DATA SUPPLIED ->
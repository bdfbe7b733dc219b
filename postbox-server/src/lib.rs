//! postbox-server: users and per-user message queue over HTTP
//!
//! A thin routing and persistence layer. Each endpoint maps to exactly one
//! SQL statement against PostgreSQL and echoes back the affected rows as JSON.

pub mod db;
pub mod http;

pub use db::{create_pool, ensure_schema, DbError};
pub use http::{build_router, run_server, ServerConfig};
//! Axum server setup
//!
//! Server skeleton with:
//! - Permissive CORS (any origin)
//! - Tracing middleware
//! - Security headers on every response
//! - Graceful shutdown on SIGTERM/Ctrl+C

use std::net::SocketAddr;
use std::sync::Arc;

use axum::http::{HeaderName, HeaderValue};
use axum::Router;
use sqlx::PgPool;
use tokio::net::TcpListener;
use tower::ServiceBuilder;
use tower_http::cors::CorsLayer;
use tower_http::set_header::SetResponseHeaderLayer;
use tower_http::trace::TraceLayer;

use super::routes;

/// Server configuration
#[derive(Debug, Clone)]
pub struct ServerConfig {
    /// Address to bind to (default: 0.0.0.0:3000)
    pub bind_addr: SocketAddr,
}

impl Default for ServerConfig {
    fn default() -> Self {
        Self {
            bind_addr: SocketAddr::from(([0, 0, 0, 0], 3000)),
        }
    }
}

/// Shared application state
#[derive(Clone)]
pub struct AppState {
    pub pool: PgPool,
}

/// Headers set on every response unless a handler already set them.
const SECURITY_HEADERS: [(&str, &str); 5] = [
    ("x-content-type-options", "nosniff"),
    ("x-frame-options", "SAMEORIGIN"),
    ("referrer-policy", "no-referrer"),
    ("x-dns-prefetch-control", "off"),
    ("cross-origin-opener-policy", "same-origin"),
];

/// Build the application router.
///
/// Accepts a lazily connected pool, so tests can drive routes that fail
/// before any query runs without a reachable database.
pub fn build_router(pool: PgPool) -> Router {
    let state = AppState { pool };

    let mut app = Router::new()
        .merge(routes::health::router())
        .merge(routes::users::router())
        .merge(routes::messages::router())
        .with_state(Arc::new(state));

    for (name, value) in SECURITY_HEADERS {
        app = app.layer(SetResponseHeaderLayer::if_not_present(
            HeaderName::from_static(name),
            HeaderValue::from_static(value),
        ));
    }

    app.layer(
        ServiceBuilder::new()
            .layer(TraceLayer::new_for_http())
            .layer(CorsLayer::permissive()),
    )
}

/// Run the HTTP server.
///
/// # Example
///
/// ```ignore
/// let pool = create_pool(&database_url).await?;
/// run_server(pool, ServerConfig::default()).await?;
/// ```
pub async fn run_server(pool: PgPool, config: ServerConfig) -> Result<(), ServerError> {
    let app = build_router(pool);

    let listener = TcpListener::bind(config.bind_addr).await?;
    tracing::info!("Server listening on {}", config.bind_addr);

    axum::serve(listener, app)
        .with_graceful_shutdown(shutdown_signal())
        .await?;

    tracing::info!("Server shutdown complete");
    Ok(())
}

/// Wait for shutdown signal (Ctrl+C or SIGTERM).
///
/// If a handler cannot be installed, that branch never fires and the other
/// one still shuts the server down.
async fn shutdown_signal() {
    let ctrl_c = async {
        if let Err(e) = tokio::signal::ctrl_c().await {
            tracing::warn!("failed to install Ctrl+C handler: {}", e);
            std::future::pending::<()>().await;
        }
    };

    #[cfg(unix)]
    let terminate = async {
        match tokio::signal::unix::signal(tokio::signal::unix::SignalKind::terminate()) {
            Ok(mut signal) => {
                signal.recv().await;
            }
            Err(e) => {
                tracing::warn!("failed to install SIGTERM handler: {}", e);
                std::future::pending::<()>().await;
            }
        }
    };

    #[cfg(not(unix))]
    let terminate = std::future::pending::<()>();

    tokio::select! {
        _ = ctrl_c => {
            tracing::info!("Received Ctrl+C, starting shutdown");
        }
        _ = terminate => {
            tracing::info!("Received SIGTERM, starting shutdown");
        }
    }
}

/// Server error type
#[derive(Debug, thiserror::Error)]
pub enum ServerError {
    #[error("IO error: {0}")]
    Io(#[from] std::io::Error),
}

#[cfg(test)]
mod tests {
    use super::*;
    use axum::body::{to_bytes, Body};
    use axum::http::{Method, Request, StatusCode};
    use serde_json::Value;
    use sqlx::postgres::PgPoolOptions;
    use tower::ServiceExt;

    /// Router whose pool never connects; fine for requests that fail
    /// before reaching a repository.
    fn offline_router() -> Router {
        let pool = PgPoolOptions::new()
            .connect_lazy("postgres://postbox@localhost:1/postbox")
            .expect("lazy pool");
        build_router(pool)
    }

    async fn send(app: Router, method: Method, uri: &str, body: Option<&str>) -> (StatusCode, Value) {
        let mut builder = Request::builder().method(method).uri(uri);
        let body = match body {
            Some(json) => {
                builder = builder.header("content-type", "application/json");
                Body::from(json.to_owned())
            }
            None => Body::empty(),
        };

        let response = app.oneshot(builder.body(body).unwrap()).await.unwrap();
        let status = response.status();
        let bytes = to_bytes(response.into_body(), usize::MAX).await.unwrap();
        (status, serde_json::from_slice(&bytes).unwrap())
    }

    #[test]
    fn default_config() {
        let config = ServerConfig::default();
        assert_eq!(config.bind_addr.port(), 3000);
        assert!(config.bind_addr.ip().is_unspecified());
    }

    #[tokio::test]
    async fn health_is_served() {
        let (status, body) = send(offline_router(), Method::GET, "/health", None).await;
        assert_eq!(status, StatusCode::OK);
        assert_eq!(body["status"], "ok");
    }

    #[tokio::test]
    async fn responses_carry_security_headers() {
        let response = offline_router()
            .oneshot(Request::builder().uri("/health").body(Body::empty()).unwrap())
            .await
            .unwrap();

        let headers = response.headers();
        assert_eq!(headers["x-content-type-options"], "nosniff");
        assert_eq!(headers["x-frame-options"], "SAMEORIGIN");
        assert_eq!(headers["referrer-policy"], "no-referrer");
        assert_eq!(headers["cross-origin-opener-policy"], "same-origin");
    }

    #[tokio::test]
    async fn cors_allows_any_origin() {
        let response = offline_router()
            .oneshot(
                Request::builder()
                    .uri("/health")
                    .header("origin", "http://example.test")
                    .body(Body::empty())
                    .unwrap(),
            )
            .await
            .unwrap();

        assert_eq!(response.headers()["access-control-allow-origin"], "*");
    }

    #[tokio::test]
    async fn non_integer_message_id_is_500() {
        let (status, body) = send(offline_router(), Method::DELETE, "/messages/abc", None).await;
        assert_eq!(status, StatusCode::INTERNAL_SERVER_ERROR);
        assert!(body["error"].is_string());
    }

    #[tokio::test]
    async fn missing_user_id_field_is_500() {
        let (status, body) = send(offline_router(), Method::POST, "/users", Some("{}")).await;
        assert_eq!(status, StatusCode::INTERNAL_SERVER_ERROR);
        assert!(body["error"].as_str().unwrap().contains("user_id"));
    }

    #[tokio::test]
    async fn malformed_message_body_is_500() {
        let (status, body) = send(
            offline_router(),
            Method::POST,
            "/messages",
            Some(r#"{"user_id": "m1", "queued": "yes", "message": {}}"#),
        )
        .await;
        assert_eq!(status, StatusCode::INTERNAL_SERVER_ERROR);
        assert!(body["error"].is_string());
    }

    #[tokio::test]
    async fn invalid_json_is_500() {
        let (status, body) = send(offline_router(), Method::POST, "/users", Some("{not json")).await;
        assert_eq!(status, StatusCode::INTERNAL_SERVER_ERROR);
        assert!(body["error"].is_string());
    }
}
//! Health check endpoint

use axum::{routing::get, Json, Router};
use serde::Serialize;

/// Health check response
#[derive(Serialize)]
pub struct HealthResponse {
    pub status: &'static str,
    pub version: &'static str,
}

/// GET /health - liveness only, never touches the database
async fn health() -> Json<HealthResponse> {
    Json(HealthResponse {
        status: "ok",
        version: env!("CARGO_PKG_VERSION"),
    })
}

/// Health routes
pub fn router<S>() -> Router<S>
where
    S: Clone + Send + Sync + 'static,
{
    Router::new().route("/health", get(health))
}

TASK OBJECTIVE -> Gather from the records above every line containing the string "opener".

COMPLETED EXERCISE ->
    ("cross-origin-opener-policy", "same-origin"),
        assert_eq!(headers["cross-origin-opener-policy"], "same-origin");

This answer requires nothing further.